Stored data entries:
+ + + + +

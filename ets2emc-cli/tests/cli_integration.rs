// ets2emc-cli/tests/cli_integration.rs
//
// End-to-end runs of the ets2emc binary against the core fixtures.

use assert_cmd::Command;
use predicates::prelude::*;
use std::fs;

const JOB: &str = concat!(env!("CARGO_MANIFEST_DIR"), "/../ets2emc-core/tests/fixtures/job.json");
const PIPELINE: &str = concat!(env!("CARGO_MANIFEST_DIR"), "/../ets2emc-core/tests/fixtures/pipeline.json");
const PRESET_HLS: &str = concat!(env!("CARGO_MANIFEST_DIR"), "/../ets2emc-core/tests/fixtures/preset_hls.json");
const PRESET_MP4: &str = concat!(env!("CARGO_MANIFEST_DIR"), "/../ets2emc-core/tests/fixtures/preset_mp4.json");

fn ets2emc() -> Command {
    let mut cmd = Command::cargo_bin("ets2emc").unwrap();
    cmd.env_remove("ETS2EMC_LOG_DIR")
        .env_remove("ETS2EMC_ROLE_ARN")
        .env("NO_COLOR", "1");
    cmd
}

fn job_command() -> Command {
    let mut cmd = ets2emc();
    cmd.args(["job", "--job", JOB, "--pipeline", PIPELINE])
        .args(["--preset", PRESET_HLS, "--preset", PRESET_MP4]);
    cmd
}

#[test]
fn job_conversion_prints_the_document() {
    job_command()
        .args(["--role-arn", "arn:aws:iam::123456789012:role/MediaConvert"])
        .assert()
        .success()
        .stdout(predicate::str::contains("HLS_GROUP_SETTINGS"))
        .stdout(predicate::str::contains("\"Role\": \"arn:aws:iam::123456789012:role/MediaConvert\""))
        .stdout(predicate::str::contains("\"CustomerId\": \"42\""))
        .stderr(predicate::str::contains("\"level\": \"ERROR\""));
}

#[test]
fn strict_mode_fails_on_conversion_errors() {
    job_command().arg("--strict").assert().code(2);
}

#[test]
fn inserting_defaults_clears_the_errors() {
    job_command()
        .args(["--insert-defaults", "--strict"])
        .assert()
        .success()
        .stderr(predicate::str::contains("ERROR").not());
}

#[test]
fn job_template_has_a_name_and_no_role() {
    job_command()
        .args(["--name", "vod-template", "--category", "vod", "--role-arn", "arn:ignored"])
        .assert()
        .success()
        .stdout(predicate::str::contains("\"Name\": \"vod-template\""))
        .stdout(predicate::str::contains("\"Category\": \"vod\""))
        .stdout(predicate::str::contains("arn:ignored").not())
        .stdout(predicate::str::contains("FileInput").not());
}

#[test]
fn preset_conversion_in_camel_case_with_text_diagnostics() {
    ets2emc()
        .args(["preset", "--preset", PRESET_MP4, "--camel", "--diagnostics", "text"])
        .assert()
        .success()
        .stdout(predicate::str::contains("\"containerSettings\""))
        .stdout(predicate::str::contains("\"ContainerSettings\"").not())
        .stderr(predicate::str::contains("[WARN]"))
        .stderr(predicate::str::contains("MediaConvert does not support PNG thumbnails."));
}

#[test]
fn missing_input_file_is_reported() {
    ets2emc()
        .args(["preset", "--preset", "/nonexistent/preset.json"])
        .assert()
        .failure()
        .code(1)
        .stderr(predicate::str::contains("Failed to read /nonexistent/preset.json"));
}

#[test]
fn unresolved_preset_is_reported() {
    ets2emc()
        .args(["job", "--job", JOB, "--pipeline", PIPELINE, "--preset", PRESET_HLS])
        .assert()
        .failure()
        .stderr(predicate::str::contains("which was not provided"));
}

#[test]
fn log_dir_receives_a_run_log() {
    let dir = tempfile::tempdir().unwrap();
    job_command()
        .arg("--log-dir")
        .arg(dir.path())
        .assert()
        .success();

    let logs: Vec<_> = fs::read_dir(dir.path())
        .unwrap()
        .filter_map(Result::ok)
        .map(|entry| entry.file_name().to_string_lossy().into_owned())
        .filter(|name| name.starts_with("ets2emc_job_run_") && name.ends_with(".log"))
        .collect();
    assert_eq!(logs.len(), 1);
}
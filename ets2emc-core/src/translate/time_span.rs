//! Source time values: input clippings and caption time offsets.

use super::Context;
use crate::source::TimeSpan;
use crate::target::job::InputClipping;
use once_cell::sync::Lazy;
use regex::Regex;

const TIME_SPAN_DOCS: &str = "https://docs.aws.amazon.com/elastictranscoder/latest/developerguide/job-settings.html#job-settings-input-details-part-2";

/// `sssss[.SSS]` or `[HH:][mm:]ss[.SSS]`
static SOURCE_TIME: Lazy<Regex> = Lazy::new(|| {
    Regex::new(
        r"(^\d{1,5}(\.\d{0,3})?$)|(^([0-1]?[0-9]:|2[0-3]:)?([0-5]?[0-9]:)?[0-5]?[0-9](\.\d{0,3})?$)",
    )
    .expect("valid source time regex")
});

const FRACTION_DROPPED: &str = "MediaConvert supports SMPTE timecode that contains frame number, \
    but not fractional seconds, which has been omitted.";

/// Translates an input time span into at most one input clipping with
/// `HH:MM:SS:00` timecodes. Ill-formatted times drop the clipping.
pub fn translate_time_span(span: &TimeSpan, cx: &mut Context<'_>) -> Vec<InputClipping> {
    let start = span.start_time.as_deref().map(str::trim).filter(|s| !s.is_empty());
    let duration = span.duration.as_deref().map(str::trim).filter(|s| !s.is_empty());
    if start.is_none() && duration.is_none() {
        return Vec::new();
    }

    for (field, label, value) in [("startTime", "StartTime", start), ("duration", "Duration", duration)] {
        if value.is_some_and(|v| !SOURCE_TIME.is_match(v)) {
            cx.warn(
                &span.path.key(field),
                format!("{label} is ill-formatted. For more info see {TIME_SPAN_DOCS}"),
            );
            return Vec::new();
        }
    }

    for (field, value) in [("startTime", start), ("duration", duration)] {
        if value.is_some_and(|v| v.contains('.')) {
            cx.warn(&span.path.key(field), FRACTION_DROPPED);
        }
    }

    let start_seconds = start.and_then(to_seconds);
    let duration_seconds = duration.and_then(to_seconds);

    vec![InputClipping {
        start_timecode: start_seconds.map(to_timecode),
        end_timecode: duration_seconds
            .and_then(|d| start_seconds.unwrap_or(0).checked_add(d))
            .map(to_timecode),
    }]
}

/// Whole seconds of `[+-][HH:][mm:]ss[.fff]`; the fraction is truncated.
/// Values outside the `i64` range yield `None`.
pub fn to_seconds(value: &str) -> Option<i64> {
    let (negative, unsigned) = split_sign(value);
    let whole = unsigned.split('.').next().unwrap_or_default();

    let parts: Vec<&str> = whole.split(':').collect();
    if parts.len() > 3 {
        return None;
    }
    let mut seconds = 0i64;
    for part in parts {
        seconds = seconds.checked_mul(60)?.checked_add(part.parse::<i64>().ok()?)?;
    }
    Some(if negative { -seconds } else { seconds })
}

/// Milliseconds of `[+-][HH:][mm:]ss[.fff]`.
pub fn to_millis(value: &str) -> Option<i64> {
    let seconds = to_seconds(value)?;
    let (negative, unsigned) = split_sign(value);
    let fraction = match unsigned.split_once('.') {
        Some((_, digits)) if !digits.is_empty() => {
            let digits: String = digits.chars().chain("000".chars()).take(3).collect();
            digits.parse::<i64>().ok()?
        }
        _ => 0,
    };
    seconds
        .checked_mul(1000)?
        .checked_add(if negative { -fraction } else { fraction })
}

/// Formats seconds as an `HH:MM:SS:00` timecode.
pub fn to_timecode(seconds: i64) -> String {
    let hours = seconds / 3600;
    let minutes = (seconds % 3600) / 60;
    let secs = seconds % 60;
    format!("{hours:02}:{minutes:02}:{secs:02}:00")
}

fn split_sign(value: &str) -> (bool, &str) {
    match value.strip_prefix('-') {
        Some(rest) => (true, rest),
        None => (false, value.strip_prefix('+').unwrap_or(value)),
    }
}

+ + + + +

Check each line of the records for the string "pipeline" and copy those that have it.

const PIPELINE: &str = concat!(env!("CARGO_MANIFEST_DIR"), "/../ets2emc-core/tests/fixtures/pipeline.json");
    cmd.args(["job", "--job", JOB, "--pipeline", PIPELINE])
        .args(["job", "--job", JOB, "--pipeline", PIPELINE, "--preset", PRESET_HLS])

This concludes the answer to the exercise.